What is required>
Only lines that contain the word "PathBuf" belong in the answer; copy them from the records below.

*** Opening of Supplied information ***

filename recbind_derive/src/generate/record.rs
use proc_macro2::TokenStream as TokenStream2;
use quote::quote;

use crate::model::{
    BoundAttributes, DeclaratorKind, DeriveBinding, DeriveParameter, DeriveRecord, FieldShape,
};

impl FieldShape {
    pub(crate) fn generate(&self) -> TokenStream2 {
        match self {
            FieldShape::Scalar { ty } => {
                let ty = &ty.tokens;
                quote! { ::recbind::TypeHint::scalar::<#ty>() }
            }
            FieldShape::Optional { inner } => {
                let inner = inner.generate();
                quote! { ::recbind::TypeHint::optional(#inner) }
            }
            FieldShape::Repeated { element } => {
                let element = element.generate();
                quote! { ::recbind::TypeHint::repeated(#element) }
            }
            FieldShape::Tuple { members } => {
                let members = members.iter().map(FieldShape::generate).collect::<Vec<_>>();
                quote! { ::recbind::TypeHint::tuple(vec![#( #members ),*]) }
            }
        }
    }
}

impl BoundAttributes {
    pub(crate) fn generate(&self) -> TokenStream2 {
        let mut binding = match self.declarator {
            DeclaratorKind::Option => quote! { ::recbind::option() },
            DeclaratorKind::Argument => quote! { ::recbind::argument() },
        };
        for name in &self.names {
            let tokens = &name.tokens;
            binding = quote! { #binding.name(#tokens) };
        }
        if self.is_flag {
            binding = quote! { #binding.flag() };
        }
        if self.multiple {
            binding = quote! { #binding.multiple() };
        }
        if let Some(nargs) = &self.nargs {
            let tokens = &nargs.tokens;
            binding = quote! { #binding.nargs(#tokens) };
        }
        if let Some(required) = &self.required {
            let tokens = &required.tokens;
            binding = quote! { #binding.required(#tokens) };
        }
        if let Some(default) = &self.default {
            let tokens = &default.tokens;
            binding = quote! { #binding.default(#tokens) };
        }
        if let Some(param_type) = &self.param_type {
            let tokens = &param_type.tokens;
            binding = quote! { #binding.param_type(#tokens) };
        }
        if let Some(help) = &self.help {
            let tokens = &help.tokens;
            binding = quote! { #binding.help(#tokens) };
        }
        binding
    }
}

impl DeriveParameter {
    pub(crate) fn field_spec(&self) -> TokenStream2 {
        let field_name_str = format!("{}", self.field_name);

        match &self.binding {
            DeriveBinding::Flatten => {
                let ty = &self.ty.tokens;
                quote! {
                    fields.extend(<#ty as ::recbind::ArgRecord>::fields());
                }
            }
            DeriveBinding::Unbound => {
                let hint = self.shape.generate();
                quote! {
                    fields.push(::recbind::FieldSpec::new(#field_name_str, #hint, vec![]));
                }
            }
            DeriveBinding::Bound(attributes) => {
                let hint = self.shape.generate();
                let binding = attributes.generate();
                quote! {
                    fields.push(::recbind::FieldSpec::new(
                        #field_name_str,
                        #hint,
                        vec![::recbind::Metadata::Binding(#binding)],
                    ));
                }
            }
        }
    }

    pub(crate) fn construct_arm(&self) -> TokenStream2 {
        let field_name = &self.field_name;
        let field_name_str = format!("{field_name}");

        match &self.binding {
            DeriveBinding::Flatten => {
                let ty = &self.ty.tokens;
                quote! {
                    #field_name: <#ty as ::recbind::ArgRecord>::construct(values)?,
                }
            }
            _ => {
                let missing = if let Some(fallback) = &self.fallback {
                    let tokens = &fallback.tokens;
                    quote! { #tokens }
                } else if self.shape.is_optional() {
                    quote! { ::core::option::Option::None }
                } else if matches!(self.binding, DeriveBinding::Unbound) {
                    quote! { ::core::default::Default::default() }
                } else {
                    quote! {
                        return ::core::result::Result::Err(
                            ::recbind::ConstructError::missing(#field_name_str),
                        )
                    }
                };
                quote! {
                    #field_name: match values.take(#field_name_str) {
                        ::core::option::Option::Some(value) => {
                            ::recbind::FromValue::from_value(value).map_err(|message| {
                                ::recbind::ConstructError::invalid(#field_name_str, message)
                            })?
                        }
                        ::core::option::Option::None => #missing,
                    },
                }
            }
        }
    }
}

impl TryFrom<DeriveRecord> for TokenStream2 {
    type Error = syn::Error;

    fn try_from(value: DeriveRecord) -> Result<Self, Self::Error> {
        let DeriveRecord {
            struct_name,
            parameters,
        } = value;
        let field_specs = parameters
            .iter()
            .map(DeriveParameter::field_spec)
            .collect::<Vec<_>>();
        let construct_arms = parameters
            .iter()
            .map(DeriveParameter::construct_arm)
            .collect::<Vec<_>>();

        Ok(quote! {
            impl ::recbind::ArgRecord for #struct_name {
                fn fields() -> ::std::vec::Vec<::recbind::FieldSpec> {
                    let mut fields = ::std::vec::Vec::new();
                    #( #field_specs )*
                    fields
                }

                fn construct(
                    values: &mut ::recbind::ValueBag,
                ) -> ::core::result::Result<Self, ::recbind::ConstructError> {
                    ::core::result::Result::Ok(Self {
                        #( #construct_arms )*
                    })
                }
            }
        })
    }
}
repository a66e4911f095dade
//! Builder module for `recbind`.
//! See [documentation root](https://docs.rs/recbind/latest/recbind/index.html) for full details.
#![deny(missing_docs)]
mod api;
mod binding;
mod engine;
mod model;
mod registry;
mod resolve;
mod scan;

pub use api::*;
pub use binding::*;
pub use model::*;
pub use registry::{
    register_type_inference, unregister_type_inference, InferenceScope, RegistryError,
    TypeOverrides,
};
pub use resolve::BindError;
pub use scan::FieldTable;

/// The command line engine; re-exported so that callers and the derive agree
/// on its version.
pub use clap;

#[cfg(test)]
#[macro_use]
extern crate assert_matches;
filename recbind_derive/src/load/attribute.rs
use crate::model::{DeriveValue, IntermediateAttributes};
use quote::{quote, ToTokens};
use std::collections::{HashMap, HashSet};

impl From<&syn::Attribute> for IntermediateAttributes {
    fn from(value: &syn::Attribute) -> Self {
        let attributes_parser =
            syn::punctuated::Punctuated::<syn::Expr, syn::Token![,]>::parse_terminated;
        let attributes_parse = value.parse_args_with(attributes_parser);
        let mut singletons = HashSet::default();
        let mut pairs: HashMap<String, Vec<DeriveValue>> = HashMap::default();
        let mut calls: HashMap<String, Vec<DeriveValue>> = HashMap::default();

        for expression in
            attributes_parse.expect("syn::Attribute must parse as comma separated syn::Expr")
        {
            match expression {
                syn::Expr::Assign(assignment) => {
                    let left = assignment.left.to_token_stream();
                    let values = pairs.entry(left.to_string()).or_insert(Vec::default());
                    values.push(DeriveValue {
                        tokens: assignment.right.to_token_stream(),
                    });
                }
                syn::Expr::Path(path) => {
                    if let Some(ident) = path.path.get_ident() {
                        singletons.insert(ident.to_string());
                    }
                }
                syn::Expr::Call(call) => {
                    let name = call.func.to_token_stream().to_string();
                    let arguments = call
                        .args
                        .iter()
                        .map(|argument| DeriveValue {
                            tokens: argument.to_token_stream(),
                        })
                        .collect();
                    calls.insert(name, arguments);
                }
                _ => {
                    let tts = expression.to_token_stream();
                    let expression_string = quote! {
                        #tts
                    };
                    panic!("Unparseable attribute: {expression_string}");
                }
            };
        }

        Self {
            singletons,
            pairs,
            calls,
        }
    }
}
use std::any::TypeId;
use std::collections::HashMap;
use std::path::PathBuf;
use std::sync::RwLock;

use chrono::NaiveDateTime;
use lazy_static::lazy_static;
use thiserror::Error;
use uuid::Uuid;

use crate::model::{ParamType, TypeKey};

lazy_static! {
    /// Process-wide mapping from semantic value type to parameter type.
    /// The lock serializes mutation; concurrent registration remains
    /// unsupported usage and callers needing isolation should scope via
    /// `InferenceScope`.
    static ref TYPE_INFERENCE: RwLock<HashMap<TypeId, ParamType>> =
        RwLock::new(built_in_inferences());
}

fn built_in_inferences() -> HashMap<TypeId, ParamType> {
    HashMap::from([
        (TypeId::of::<i64>(), ParamType::Int),
        (TypeId::of::<String>(), ParamType::Text),
        (TypeId::of::<f64>(), ParamType::Real),
        (TypeId::of::<bool>(), ParamType::Bool),
        (TypeId::of::<Uuid>(), ParamType::Identifier),
        (TypeId::of::<NaiveDateTime>(), ParamType::Timestamp),
        (TypeId::of::<PathBuf>(), ParamType::Path),
    ])
}

/// Failure to change the type-inference registry.
#[derive(Debug, Error)]
pub enum RegistryError {
    /// The type already has an inference and override was not allowed.
    #[error("an inference for {type_name} is already registered; pass allow_override to replace it")]
    Conflict {
        /// The type in question.
        type_name: &'static str,
    },
    /// Optional types cannot carry an inference; optionality is unwrapped structurally.
    #[error("cannot register an inference for the optional type {type_name}; optionality is unwrapped structurally")]
    OptionalUnsupported {
        /// The type in question.
        type_name: &'static str,
    },
}

/// Register the inference `T` -> `param_type` in the process-wide registry.
///
/// Fails with [RegistryError::Conflict](enum.RegistryError.html) when `T`
/// already has an inference, unless `allow_override` is set.
///
/// ### Example
/// ```
/// use recbind_builder::{register_type_inference, ParamType};
///
/// struct Port(u16);
///
/// register_type_inference::<Port>(ParamType::Int, false).unwrap();
/// ```
pub fn register_type_inference<T: 'static>(
    param_type: ParamType,
    allow_override: bool,
) -> Result<(), RegistryError> {
    let key = TypeKey::of::<T>();
    if key.name().starts_with("core::option::Option<") {
        return Err(RegistryError::OptionalUnsupported {
            type_name: key.name(),
        });
    }

    let mut registry = TYPE_INFERENCE.write().expect("type inference registry poisoned");
    if !allow_override && registry.contains_key(&key.id()) {
        return Err(RegistryError::Conflict {
            type_name: key.name(),
        });
    }
    registry.insert(key.id(), param_type);
    Ok(())
}

/// Remove the inference for `T`, if any.
pub fn unregister_type_inference<T: 'static>() {
    let mut registry = TYPE_INFERENCE.write().expect("type inference registry poisoned");
    registry.remove(&TypeId::of::<T>());
}

pub(crate) fn lookup(key: &TypeKey, overrides: Option<&TypeOverrides>) -> Option<ParamType> {
    if let Some(overrides) = overrides {
        if let Some(param_type) = overrides.entries.get(&key.id()) {
            return Some(param_type.clone());
        }
    }
    let registry = TYPE_INFERENCE.read().expect("type inference registry poisoned");
    registry.get(&key.id()).cloned()
}

/// Per-resolution inferences merged on top of the process-wide registry.
/// An override wins on key collision; the base registry is unchanged.
#[derive(Debug, Clone, Default)]
pub struct TypeOverrides {
    entries: HashMap<TypeId, ParamType>,
}

impl TypeOverrides {
    /// An empty override set.
    pub fn new() -> Self {
        Self::default()
    }

    /// Add the override `T` -> `param_type`.
    pub fn with<T: 'static>(mut self, param_type: ParamType) -> Self {
        self.entries.insert(TypeId::of::<T>(), param_type);
        self
    }
}

/// Snapshot of the process-wide registry, restored on drop.
/// Scope registry mutations in tests with this guard.
///
/// ### Example
/// ```
/// use recbind_builder::{register_type_inference, InferenceScope, ParamType};
///
/// struct Knob(u8);
///
/// {
///     let _scope = InferenceScope::new();
///     register_type_inference::<Knob>(ParamType::Int, false).unwrap();
///     // .. resolve with the extra inference ..
/// }
/// // The `Knob` inference is gone again.
/// ```
#[derive(Debug)]
pub struct InferenceScope {
    saved: HashMap<TypeId, ParamType>,
}

impl InferenceScope {
    /// Snapshot the current registry contents.
    pub fn new() -> Self {
        let registry = TYPE_INFERENCE.read().expect("type inference registry poisoned");
        Self {
            saved: registry.clone(),
        }
    }
}

impl Default for InferenceScope {
    fn default() -> Self {
        Self::new()
    }
}

impl Drop for InferenceScope {
    fn drop(&mut self) {
        let mut registry = TYPE_INFERENCE.write().expect("type inference registry poisoned");
        *registry = std::mem::take(&mut self.saved);
    }
}
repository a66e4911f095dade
mod attribute;
mod record;

pub(self) fn incompatible_error(
    field_name: &syn::Ident,
    left: impl Into<String>,
    right: impl Into<String>,
) -> syn::Error {
    syn::Error::new(
        field_name.span(),
        format!(
            "Invalid - field cannot be both `{}` and `{}`.",
            left.into(),
            right.into(),
        ),
    )
}
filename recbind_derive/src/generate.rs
mod record;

*** Close of Supplied information ***

Task result>
use std::path::PathBuf;
        (TypeId::of::<PathBuf>(), ParamType::Path),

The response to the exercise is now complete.